As always, I love and miss my little Tallulah. My heart aches for the day that I'll have another little Holland Lop girl to love. Truth be told, I've not been able to bond as closely to another bunny since Tallulah. Maybe it's because she was so special? Maybe because my heart decided to guard itself by not loving something else that deeply again? I don't know. I feel guilty about it, but I do love Ned and Phoebe Mae like crazy too, I'm certain more than the average pet owner (I don't mean people on this forum and am not trying to insult anyone with that line!). But there's always been a distance of some sort. 

I do have the same kind of love for Rory that I did for Cinnabun and Tallulah though, but I got him before I got Lula so my Rory love was already very well established before she passed away. In all honesty, if I'd been asked the day that she died to pick between Rory and Tallulah, I wouldn't have been able to make that decision because the thought of losing either of them would have been equally unbearable.

Okay, enough yammering!


----------



## jujub793

you have a whole bunny community here to share your sadness, everyone here understands the heartbreak you are feeling and that in itself is comforting. so sorry about your loss :hug:


----------



## SnowyShiloh

Today is 2 years since my little baby girl broke my heart. I couldn't believe how much pain I was in when she died, or for how long it lasted. I'll always miss my little Mae Mae. Perhaps someday I'll find another bunny like her. We're going to the jewelry store in a little while to choose and order our wedding bands and I can't decide if that's a GOOD thing to do on this day or not!


----------



## SnowyShiloh

I miss my sweet baby girl! I hope that someday, a little Holland Lop girl will call to me... I was watching videos of Happibun's Felix and he reminded me of Tallulah, even though they look nothing alike.


----------



## SnowyShiloh

I'm copying and pasting part of this from my blog:






LOOK at this baby girl :shock: I saw her picture and my breath caught in my throat and it felt like my blood drained out my feet. She looks like Tallulah's twin. Tallulah didn't have white on her ear, but they're both broken torts. She is one of Tallulah's cousins- the parents are from the same breeder Tallulah's parents came from (but not where Lula herself came from). Also, looking at the breeder's other rabbits, Tallulah's full blood brother is listed as this little girl's uncle. Amazing. It's SO obvious they're from the same lines because this little bunny has Lula's face and body, in addition to the same markings. She has Tallulah's beautiful brown eyes, too. Looking at the breeder's other Hollands, none of them really look like Tallulah except for her. If it wasn't for the white ear, I would honestly think I was looking at a picture of my baby. This girl has already been sold, and it probably wouldn't be good anyway for me to have another rabbit that looks SO MUCH like her, but... wow. I have to admit though, I would snatch her up in a heartbeat if she was actually available and not a 1000+ miles away! What a sweetie.

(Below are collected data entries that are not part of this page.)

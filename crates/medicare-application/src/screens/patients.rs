//! Patient list, "Add Patient" form and patient profile screens.

use medicare_core::forms::{Draft, FormState, GENDER_OPTIONS, PatientDraft};
use medicare_core::navigation::ViewId;
use medicare_core::policy::Action;
use medicare_core::records::Patient;
use medicare_core::search::RecordFilter;

use super::model::{Control, Intent, Item, NavRequest, RenderedScreen, Section};
use super::{ScreenContext, form_items};

pub(super) fn render_list(ctx: &ScreenContext<'_>) -> RenderedScreen {
    let patients = &ctx.data.patients;

    let section = if patients.is_empty() {
        let hint = if ctx.patient_query.is_unrestricted() {
            "No patients have been added yet."
        } else {
            "Try adjusting your search criteria"
        };
        Section::titled("No patients found").described(hint)
    } else {
        patients.iter().fold(
            Section::titled(format!("{} patients", patients.len())),
            |section, patient| section.item(patient_item(ctx, patient)),
        )
    };

    RenderedScreen::new("Patients")
        .subtitle("Manage patient records and information")
        .control(ctx.gated(
            Action::AddPatient,
            "Add New Patient",
            Intent::Navigate(NavRequest::to(ViewId::PatientCreate)),
        ))
        .section(section)
}

fn patient_item(ctx: &ScreenContext<'_>, patient: &Patient) -> Item {
    let mut item = Item::new(format!("{} (#{})", patient.name, patient.id))
        .badge(patient.status.to_string())
        .detail(format!("{} years, {}", patient.age, patient.gender))
        .detail(format!("{} | {}", patient.email, patient.phone))
        .detail(patient.address.clone())
        .detail(format!("Last visit: {}", patient.last_visit));

    if let Some(next) = patient.next_appointment {
        item = item.detail(format!("Next appointment: {}", next));
    }
    if !patient.medical_conditions.is_empty() {
        item = item.detail(format!("Conditions: {}", patient.medical_conditions.join(", ")));
    }

    item.control(ctx.gated(
        Action::ViewPatientProfile,
        Action::ViewPatientProfile.label(),
        Intent::Navigate(NavRequest::with_entity(ViewId::PatientDetail, patient.id)),
    ))
    .control(ctx.gated(
        Action::EditPatient,
        Action::EditPatient.label(),
        Intent::Perform {
            action: Action::EditPatient,
            entity_id: patient.id,
        },
    ))
}

pub(super) fn render_create(ctx: &ScreenContext<'_>) -> RenderedScreen {
    let form = ctx.patient_form;
    let submitting = form.state() == FormState::Submitting;
    let submit_label = if submitting { "Adding Patient..." } else { "Add Patient" };
    let mut submit = Control::new(submit_label, Intent::Submit);
    if !form.is_submit_enabled() {
        submit = submit.disabled();
    }

    let items = form_items(form.draft(), |field| match field {
        "gender" => GENDER_OPTIONS.iter().map(|g| g.to_string()).collect(),
        _ => Vec::new(),
    });
    let required: Vec<&str> = PatientDraft::fields()
        .iter()
        .filter(|f| f.required)
        .map(|f| f.label)
        .collect();

    let mut screen = RenderedScreen::new("Add New Patient")
        .subtitle("Enter patient information to create a new record")
        .control(ctx.link("Back to Patients", NavRequest::to(ViewId::PatientList)));
    screen.sections.push(Section {
        heading: Some("Patient Information".to_string()),
        description: Some(format!("Required: {}", required.join(", "))),
        items,
    });
    screen.error = form.last_error().map(ToString::to_string);

    screen
        .section(
            Section::titled("Actions")
                .item(
                    Item::new("Discard this form")
                        .control(ctx.link("Cancel", NavRequest::to(ViewId::PatientList))),
                )
                .item(Item::new("Save the new patient record").control(Some(submit))),
        )
}

pub(super) fn render_profile(ctx: &ScreenContext<'_>) -> RenderedScreen {
    let back = ctx.link("Back to Patients", NavRequest::to(ViewId::PatientList));

    let Some(id) = ctx.router.detail_entity() else {
        return RenderedScreen::new("Patient Profile")
            .subtitle("No patient selected")
            .control(back);
    };

    let mut screen = RenderedScreen::new("Patient Profile")
        .subtitle(format!("Patient profile view for ID: {}", id))
        .control(back);

    if let Some(patient) = ctx.data.selected_patient.as_ref().filter(|p| p.id == id) {
        screen = screen.section(
            Section::titled(patient.name.clone())
                .described("Detailed patient profile coming soon...")
                .item(patient_item(ctx, patient)),
        );
    }
    screen
}

#[cfg(test)]
mod tests {
    use medicare_core::navigation::ViewId;
    use medicare_core::policy::Action;
    use medicare_core::search::PatientQuery;
    use medicare_core::session::Role;

    use crate::screens::model::{Intent, NavRequest};
    use crate::screens::testing::Fixture;

    #[test]
    fn test_doctor_has_no_add_or_edit_controls() {
        let screen = Fixture::new(Role::Doctor, ViewId::PatientList).render();

        assert!(!screen.has_control("Add New Patient"));
        assert!(!screen.has_control("Edit"));
        assert!(screen.has_control("View Profile"));
    }

    #[test]
    fn test_view_profile_targets_the_patient() {
        let screen = Fixture::new(Role::Receptionist, ViewId::PatientList).render();
        let control = screen.find_control("View Profile", 1).unwrap();

        assert_eq!(
            control.intent,
            Intent::Navigate(NavRequest::with_entity(ViewId::PatientDetail, 2))
        );
        assert_eq!(
            screen.find_control("Edit", 0).unwrap().intent,
            Intent::Perform {
                action: Action::EditPatient,
                entity_id: 1
            }
        );
    }

    #[test]
    fn test_empty_state_messages() {
        let mut fixture = Fixture::new(Role::Admin, ViewId::PatientList);
        fixture.data.patients.clear();
        let screen = fixture.render();
        assert_eq!(
            screen.sections[0].description.as_deref(),
            Some("No patients have been added yet.")
        );

        fixture.patient_query = PatientQuery::new("zzz");
        let screen = fixture.render();
        assert_eq!(
            screen.sections[0].description.as_deref(),
            Some("Try adjusting your search criteria")
        );
    }

    #[test]
    fn test_create_form_lists_required_fields() {
        let screen = Fixture::new(Role::Receptionist, ViewId::PatientCreate).render();
        let fields = &screen.sections[0].items;

        assert_eq!(fields.len(), 17);
        assert_eq!(fields[0].text, "First Name *: -");
        assert!(fields[5].details[0].contains("Male, Female, Other"));
        assert!(screen.find_control("Add Patient", 0).unwrap().enabled);
        assert!(screen.has_control("Back to Patients"));
    }

    #[test]
    fn test_profile_placeholder() {
        let mut fixture = Fixture::new(Role::Doctor, ViewId::PatientDetail);
        fixture.router.navigate(ViewId::PatientDetail, Some(3));
        fixture.data.selected_patient = fixture.data.patients.iter().find(|p| p.id == 3).cloned();

        let screen = fixture.render();
        assert_eq!(
            screen.subtitle.as_deref(),
            Some("Patient profile view for ID: 3")
        );
        assert_eq!(screen.sections[0].heading.as_deref(), Some("Emily Davis"));
    }
}
//! Patient record model.

use chrono::NaiveDate;
use serde::{Deserialize, Serialize};
use strum::{Display, EnumIter, EnumString};

#[derive(
    Debug, Clone, Copy, PartialEq, Eq, Hash, Serialize, Deserialize, Display, EnumString, EnumIter,
)]
#[strum(ascii_case_insensitive)]
pub enum Gender {
    Male,
    Female,
    Other,
}

#[derive(Debug, Clone, Copy, PartialEq, Eq, Serialize, Deserialize, Display, EnumString)]
#[strum(ascii_case_insensitive)]
pub enum PatientStatus {
    Active,
    Inactive,
}

/// A patient as shown in the patient list and profile.
#[derive(Debug, Clone, PartialEq, Eq, Serialize, Deserialize)]
#[serde(rename_all = "camelCase")]
pub struct Patient {
    pub id: u32,
    pub name: String,
    pub age: u32,
    pub gender: Gender,
    pub email: String,
    pub phone: String,
    pub address: String,
    pub last_visit: NaiveDate,
    pub next_appointment: Option<NaiveDate>,
    pub status: PatientStatus,
    #[serde(default)]
    pub medical_conditions: Vec<String>,
}

impl Patient {
    pub fn is_active(&self) -> bool {
        self.status == PatientStatus::Active
    }
}
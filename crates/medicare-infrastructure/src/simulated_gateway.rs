//! Simulated login and create endpoints.
//!
//! Each call waits for the configured delay and then succeeds. Nothing is
//! stored: created records are acknowledged with a fresh identifier only.

use std::sync::atomic::{AtomicU32, Ordering};
use std::time::Duration;

use async_trait::async_trait;
use medicare_core::error::Result;
use medicare_core::forms::{Draft, SubmitGateway};
use medicare_core::session::{AuthGateway, Credentials, Role};
use tracing::info;

/// Login endpoint that derives the role from the email address.
#[derive(Debug, Clone, Default)]
pub struct SimulatedAuthGateway {
    delay: Duration,
}

impl SimulatedAuthGateway {
    pub fn new(delay: Duration) -> Self {
        Self { delay }
    }
}

#[async_trait]
impl AuthGateway for SimulatedAuthGateway {
    async fn authenticate(&self, credentials: &Credentials) -> Result<Role> {
        if !self.delay.is_zero() {
            tokio::time::sleep(self.delay).await;
        }
        let role = credentials.derive_role()?;
        info!("[Gateway] Authenticated {} as {}", credentials.email, role);
        Ok(role)
    }
}

/// Create endpoint that hands out sequential identifiers.
#[derive(Debug)]
pub struct SimulatedSubmitGateway {
    delay: Duration,
    next_id: AtomicU32,
}

impl SimulatedSubmitGateway {
    /// `first_id` is the identifier given to the first accepted draft.
    pub fn new(delay: Duration, first_id: u32) -> Self {
        Self {
            delay,
            next_id: AtomicU32::new(first_id),
        }
    }
}

#[async_trait]
impl<D: Draft> SubmitGateway<D> for SimulatedSubmitGateway {
    async fn create(&self, draft: D) -> Result<u32> {
        if !self.delay.is_zero() {
            tokio::time::sleep(self.delay).await;
        }
        draft.validate()?;
        let id = self.next_id.fetch_add(1, Ordering::SeqCst);
        info!("[Gateway] Accepted {} draft as #{}", D::FORM, id);
        Ok(id)
    }
}

#[cfg(test)]
mod tests {
    use super::*;
    use medicare_core::MedicareError;
    use medicare_core::forms::AppointmentDraft;

    #[tokio::test]
    async fn test_auth_gateway_roles() {
        let gateway = SimulatedAuthGateway::default();
        let role = gateway
            .authenticate(&Credentials::new("doctor@medicare.com", "pw"))
            .await
            .unwrap();
        assert_eq!(role, Role::Doctor);

        let err = gateway
            .authenticate(&Credentials::new("doctor@medicare.com", ""))
            .await
            .unwrap_err();
        assert_eq!(err, MedicareError::InvalidCredentials);
    }

    #[tokio::test]
    async fn test_submit_gateway_hands_out_sequential_ids() {
        let gateway = SimulatedSubmitGateway::new(Duration::ZERO, 6);
        let mut draft = AppointmentDraft::default();
        for (name, value) in [
            ("patientId", "1"),
            ("doctorId", "2"),
            ("appointmentDate", "2024-02-01"),
            ("appointmentTime", "09:00 AM"),
            ("appointmentType", "Consultation"),
        ] {
            draft.set(name, value).unwrap();
        }

        assert_eq!(gateway.create(draft.clone()).await.unwrap(), 6);
        assert_eq!(gateway.create(draft).await.unwrap(), 7);
    }

    #[tokio::test]
    async fn test_submit_gateway_rejects_incomplete_drafts() {
        let gateway = SimulatedSubmitGateway::new(Duration::ZERO, 1);
        let err = gateway.create(AppointmentDraft::default()).await.unwrap_err();
        assert!(err.is_validation());
    }
}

(okay, that's the end of what's in my blog)

I found this picture a good half an hour ago and am still in shock. I never expected to find a bunny that looks soooooo much like her and is actually related to her. I think it's a GOOD THING that this bunny has already been sold (she's on the breeder's "for sale" page, but is marked as sold). I know Tallulah isn't coming back, and it's been 2 years, and I think I've "recovered" from her death by now, but seeing another bunny like that is just mind blowing. She's so precious. It's like Tallulah is hopping around still. It actually makes me kind of glad to imagine this little one, bouncing around, happy and healthy. I really hope that her new owners are good people who will love her as fiercely as I loved Tallulah. She was on the breeder's for sale page as a pet or a breeder (and sold for $95), but I hope she becomes a pet.

Also, Paul and I are going to get another bunny in a few months. We discussed it last night. I'm absolutely SET on it being a Holland Lop. I wanted a Holland back when we got Phoebe Mae (she's part Holland) and feel so fortunate to have my little Phoebsie girl and don't regret that she's more Rexy than Loppy. Phoebe Mae helped me heal from Tallulah's death more than anything else could have. I love her so much! But I am ready for another Holland Lop


----------



## Spot

I hope Tallulah is enjoying her time up in heavenray:That rabbit is very cute and I'm getting a holland lop too!


----------



## SnowyShiloh

Today is 4 years since my little Lula girl died  I knew her for 5 short months, but I loved her deeply and nothing has been the same since she died. Miss you, baby girl! I've been lucky enough to be "mom" to 5 more bunnies since she died and unlucky enough to have held 2 of them in my arms as they died. I love them all, but none of them can take my Mae Mae's place.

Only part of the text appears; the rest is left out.